Source information:
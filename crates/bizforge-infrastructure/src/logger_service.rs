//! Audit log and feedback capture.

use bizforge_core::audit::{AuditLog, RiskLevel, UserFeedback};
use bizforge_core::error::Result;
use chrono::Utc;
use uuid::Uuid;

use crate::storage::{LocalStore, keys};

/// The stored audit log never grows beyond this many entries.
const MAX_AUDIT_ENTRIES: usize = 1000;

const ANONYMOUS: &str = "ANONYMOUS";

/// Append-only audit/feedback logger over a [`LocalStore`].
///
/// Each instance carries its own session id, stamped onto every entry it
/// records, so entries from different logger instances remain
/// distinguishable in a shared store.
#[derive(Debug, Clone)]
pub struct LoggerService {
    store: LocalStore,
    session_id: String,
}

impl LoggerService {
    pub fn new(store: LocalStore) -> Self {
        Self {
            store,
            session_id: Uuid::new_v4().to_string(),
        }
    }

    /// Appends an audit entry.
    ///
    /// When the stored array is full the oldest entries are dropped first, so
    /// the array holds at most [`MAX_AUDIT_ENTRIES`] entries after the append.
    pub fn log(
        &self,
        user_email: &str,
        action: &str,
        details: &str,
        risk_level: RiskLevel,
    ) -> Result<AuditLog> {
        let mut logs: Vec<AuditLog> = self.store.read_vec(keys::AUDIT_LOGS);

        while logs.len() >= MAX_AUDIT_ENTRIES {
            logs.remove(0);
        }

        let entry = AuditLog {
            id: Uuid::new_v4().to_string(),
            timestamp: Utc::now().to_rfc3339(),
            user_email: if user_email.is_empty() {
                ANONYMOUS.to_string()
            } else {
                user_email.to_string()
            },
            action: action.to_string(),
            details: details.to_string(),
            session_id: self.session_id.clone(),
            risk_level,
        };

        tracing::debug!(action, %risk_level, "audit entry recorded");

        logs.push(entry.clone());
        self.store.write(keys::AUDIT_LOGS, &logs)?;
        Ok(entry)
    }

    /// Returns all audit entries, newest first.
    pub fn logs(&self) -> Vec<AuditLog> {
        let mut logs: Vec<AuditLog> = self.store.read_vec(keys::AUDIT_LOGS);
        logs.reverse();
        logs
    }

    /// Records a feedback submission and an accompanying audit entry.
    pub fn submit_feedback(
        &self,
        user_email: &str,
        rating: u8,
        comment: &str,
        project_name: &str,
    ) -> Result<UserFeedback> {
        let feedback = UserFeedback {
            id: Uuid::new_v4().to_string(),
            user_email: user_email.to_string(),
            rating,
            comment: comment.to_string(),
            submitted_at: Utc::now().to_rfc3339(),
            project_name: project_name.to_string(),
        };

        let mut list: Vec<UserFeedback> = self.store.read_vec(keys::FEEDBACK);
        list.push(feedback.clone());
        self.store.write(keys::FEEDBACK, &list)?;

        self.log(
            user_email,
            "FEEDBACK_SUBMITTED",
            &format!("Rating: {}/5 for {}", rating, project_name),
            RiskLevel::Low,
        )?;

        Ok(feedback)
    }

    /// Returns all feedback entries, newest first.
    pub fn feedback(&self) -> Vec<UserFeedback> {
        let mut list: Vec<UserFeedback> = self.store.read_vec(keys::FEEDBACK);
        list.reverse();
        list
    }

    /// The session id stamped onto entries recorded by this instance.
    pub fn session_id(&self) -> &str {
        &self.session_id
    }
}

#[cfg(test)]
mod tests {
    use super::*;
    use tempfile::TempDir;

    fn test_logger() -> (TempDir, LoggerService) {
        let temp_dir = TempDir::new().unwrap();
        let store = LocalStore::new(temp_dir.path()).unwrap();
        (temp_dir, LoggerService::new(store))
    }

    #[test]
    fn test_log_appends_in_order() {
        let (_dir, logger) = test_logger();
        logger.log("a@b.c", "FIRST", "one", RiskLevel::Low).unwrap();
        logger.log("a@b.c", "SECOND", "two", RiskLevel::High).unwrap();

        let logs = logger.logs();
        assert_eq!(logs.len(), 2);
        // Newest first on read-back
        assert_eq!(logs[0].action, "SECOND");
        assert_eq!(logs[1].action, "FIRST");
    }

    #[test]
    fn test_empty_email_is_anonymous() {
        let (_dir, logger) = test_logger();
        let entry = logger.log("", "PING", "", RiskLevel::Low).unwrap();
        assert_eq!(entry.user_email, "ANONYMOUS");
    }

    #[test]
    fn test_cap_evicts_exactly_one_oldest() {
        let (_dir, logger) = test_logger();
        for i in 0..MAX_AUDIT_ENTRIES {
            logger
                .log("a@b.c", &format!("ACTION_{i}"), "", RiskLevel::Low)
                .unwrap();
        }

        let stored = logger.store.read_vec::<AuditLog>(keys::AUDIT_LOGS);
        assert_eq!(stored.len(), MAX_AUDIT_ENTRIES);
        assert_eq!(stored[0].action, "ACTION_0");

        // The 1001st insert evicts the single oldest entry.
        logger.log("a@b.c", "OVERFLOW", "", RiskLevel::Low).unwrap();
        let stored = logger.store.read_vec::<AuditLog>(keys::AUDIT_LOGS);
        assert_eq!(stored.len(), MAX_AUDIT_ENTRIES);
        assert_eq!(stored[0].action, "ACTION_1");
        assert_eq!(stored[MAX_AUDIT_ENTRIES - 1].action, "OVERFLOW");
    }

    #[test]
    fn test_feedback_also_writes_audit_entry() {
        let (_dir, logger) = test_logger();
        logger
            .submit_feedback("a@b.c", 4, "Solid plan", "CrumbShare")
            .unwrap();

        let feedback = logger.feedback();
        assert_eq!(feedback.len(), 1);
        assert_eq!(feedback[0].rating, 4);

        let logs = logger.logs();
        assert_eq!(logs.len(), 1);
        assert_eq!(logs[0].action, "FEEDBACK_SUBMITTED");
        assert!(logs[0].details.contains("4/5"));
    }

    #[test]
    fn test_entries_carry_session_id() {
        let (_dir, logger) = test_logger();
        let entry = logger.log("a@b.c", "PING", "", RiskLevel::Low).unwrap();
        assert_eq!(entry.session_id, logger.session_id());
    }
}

What is needed: In which lines of the records does the word "push" appear? Copy each of them.

Response area:
        logs.push(entry.clone());
        list.push(feedback.clone());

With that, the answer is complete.